Your objective — When you write the records again, keep every line exactly as it was.
··· Data under study ···
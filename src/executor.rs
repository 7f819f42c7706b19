//! Action Executor
//!
//! Runs selected actions one at a time. History is only touched on a
//! confirmed success; failures are logged and the run continues.

use chrono::{DateTime, Utc};
use std::time::Duration;
use tracing::{info, warn};

use crate::api::MoltbookApi;
use crate::history::EngagementHistory;
use crate::selector::Action;
use crate::templates;
use crate::types::{ActionKind, NewPost};

/// Pause after each write, per action kind
#[derive(Debug, Clone)]
pub struct ExecutorConfig {
    pub upvote_delay: Duration,
    pub comment_delay: Duration,
}

impl Default for ExecutorConfig {
    fn default() -> Self {
        Self {
            upvote_delay: Duration::from_millis(500),
            comment_delay: Duration::from_millis(1000),
        }
    }
}

impl ExecutorConfig {
    /// No pauses (tests)
    pub fn immediate() -> Self {
        Self {
            upvote_delay: Duration::ZERO,
            comment_delay: Duration::ZERO,
        }
    }
}

/// What actually happened
#[derive(Debug, Clone, Default, PartialEq, Eq)]
pub struct ExecutionReport {
    pub upvotes: usize,
    pub comments: usize,
    pub posts: usize,
    pub failures: usize,
    /// Human-readable line per success
    pub engagements: Vec<String>,
}

pub struct ActionExecutor {
    config: ExecutorConfig,
}

impl ActionExecutor {
    pub fn new(config: ExecutorConfig) -> Self {
        Self { config }
    }

    /// Run actions in order, recording successes into `history`
    pub async fn execute<A>(
        &self,
        api: &A,
        actions: &[Action],
        history: &mut EngagementHistory,
        report: &mut ExecutionReport,
    ) where
        A: MoltbookApi + ?Sized,
    {
        for action in actions {
            let (result, delay) = match action.kind {
                ActionKind::Upvote => {
                    (api.upvote(&action.post_id).await, self.config.upvote_delay)
                }
                ActionKind::Comment => {
                    let text = templates::comment_for(&action.post_id, action.topic);
                    (api.comment(&action.post_id, text).await, self.config.comment_delay)
                }
            };

            match result {
                Ok(()) => {
                    history.record(&action.post_id, action.kind);
                    match action.kind {
                        ActionKind::Upvote => {
                            info!(
                                "Upvoted: '{}' by {} (score: {})",
                                action.title, action.author, action.score
                            );
                            report.upvotes += 1;
                            report
                                .engagements
                                .push(format!("Upvoted: {} by {}", action.title, action.author));
                        }
                        ActionKind::Comment => {
                            info!(
                                "Commented on: '{}' by {} ({})",
                                action.title,
                                action.author,
                                action.topic.as_str()
                            );
                            report.comments += 1;
                            report
                                .engagements
                                .push(format!("Commented: {} by {}", action.title, action.author));
                        }
                    }
                }
                Err(e) => {
                    warn!(
                        "{} failed for post {}: {}",
                        action.kind.as_str(),
                        action.post_id,
                        e
                    );
                    report.failures += 1;
                }
            }

            if !delay.is_zero() {
                tokio::time::sleep(delay).await;
            }
        }
    }

    /// Create an original post; sets last_post_time on success
    pub async fn publish<A>(
        &self,
        api: &A,
        post: &NewPost,
        now: DateTime<Utc>,
        history: &mut EngagementHistory,
        report: &mut ExecutionReport,
    ) -> bool
    where
        A: MoltbookApi + ?Sized,
    {
        match api.create_post(post).await {
            Ok(()) => {
                info!("Posted: '{}' to {}", post.title, post.submolt);
                history.mark_posted(now);
                report.posts += 1;
                report.engagements.push(format!("Posted: {}", post.title));
                true
            }
            Err(e) => {
                warn!("Post failed: {}", e);
                report.failures += 1;
                false
            }
        }
    }
}

impl Default for ActionExecutor {
    fn default() -> Self {
        Self::new(ExecutorConfig::default())
    }
}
···
Answer box —
filename src/executor.rs
repository 7f819f42c7706b19
//! Action Executor
//!
//! Runs selected actions one at a time. History is only touched on a
//! confirmed success; failures are logged and the run continues.

use chrono::{DateTime, Utc};
use std::time::Duration;
use tracing::{info, warn};

use crate::api::MoltbookApi;
use crate::history::EngagementHistory;
use crate::selector::Action;
use crate::templates;
use crate::types::{ActionKind, NewPost};

/// Pause after each write, per action kind
#[derive(Debug, Clone)]
pub struct ExecutorConfig {
    pub upvote_delay: Duration,
    pub comment_delay: Duration,
}

impl Default for ExecutorConfig {
    fn default() -> Self {
        Self {
            upvote_delay: Duration::from_millis(500),
            comment_delay: Duration::from_millis(1000),
        }
    }
}

impl ExecutorConfig {
    /// No pauses (tests)
    pub fn immediate() -> Self {
        Self {
            upvote_delay: Duration::ZERO,
            comment_delay: Duration::ZERO,
        }
    }
}

/// What actually happened
#[derive(Debug, Clone, Default, PartialEq, Eq)]
pub struct ExecutionReport {
    pub upvotes: usize,
    pub comments: usize,
    pub posts: usize,
    pub failures: usize,
    /// Human-readable line per success
    pub engagements: Vec<String>,
}

pub struct ActionExecutor {
    config: ExecutorConfig,
}

impl ActionExecutor {
    pub fn new(config: ExecutorConfig) -> Self {
        Self { config }
    }

    /// Run actions in order, recording successes into `history`
    pub async fn execute<A>(
        &self,
        api: &A,
        actions: &[Action],
        history: &mut EngagementHistory,
        report: &mut ExecutionReport,
    ) where
        A: MoltbookApi + ?Sized,
    {
        for action in actions {
            let (result, delay) = match action.kind {
                ActionKind::Upvote => {
                    (api.upvote(&action.post_id).await, self.config.upvote_delay)
                }
                ActionKind::Comment => {
                    let text = templates::comment_for(&action.post_id, action.topic);
                    (api.comment(&action.post_id, text).await, self.config.comment_delay)
                }
            };

            match result {
                Ok(()) => {
                    history.record(&action.post_id, action.kind);
                    match action.kind {
                        ActionKind::Upvote => {
                            info!(
                                "Upvoted: '{}' by {} (score: {})",
                                action.title, action.author, action.score
                            );
                            report.upvotes += 1;
                            report
                                .engagements
                                .push(format!("Upvoted: {} by {}", action.title, action.author));
                        }
                        ActionKind::Comment => {
                            info!(
                                "Commented on: '{}' by {} ({})",
                                action.title,
                                action.author,
                                action.topic.as_str()
                            );
                            report.comments += 1;
                            report
                                .engagements
                                .push(format!("Commented: {} by {}", action.title, action.author));
                        }
                    }
                }
                Err(e) => {
                    warn!(
                        "{} failed for post {}: {}",
                        action.kind.as_str(),
                        action.post_id,
                        e
                    );
                    report.failures += 1;
                }
            }

            if !delay.is_zero() {
                tokio::time::sleep(delay).await;
            }
        }
    }

    /// Create an original post; sets last_post_time on success
    pub async fn publish<A>(
        &self,
        api: &A,
        post: &NewPost,
        now: DateTime<Utc>,
        history: &mut EngagementHistory,
        report: &mut ExecutionReport,
    ) -> bool
    where
        A: MoltbookApi + ?Sized,
    {
        match api.create_post(post).await {
            Ok(()) => {
                info!("Posted: '{}' to {}", post.title, post.submolt);
                history.mark_posted(now);
                report.posts += 1;
                report.engagements.push(format!("Posted: {}", post.title));
                true
            }
            Err(e) => {
                warn!("Post failed: {}", e);
                report.failures += 1;
                false
            }
        }
    }
}

impl Default for ActionExecutor {
    fn default() -> Self {
        Self::new(ExecutorConfig::default())
    }
}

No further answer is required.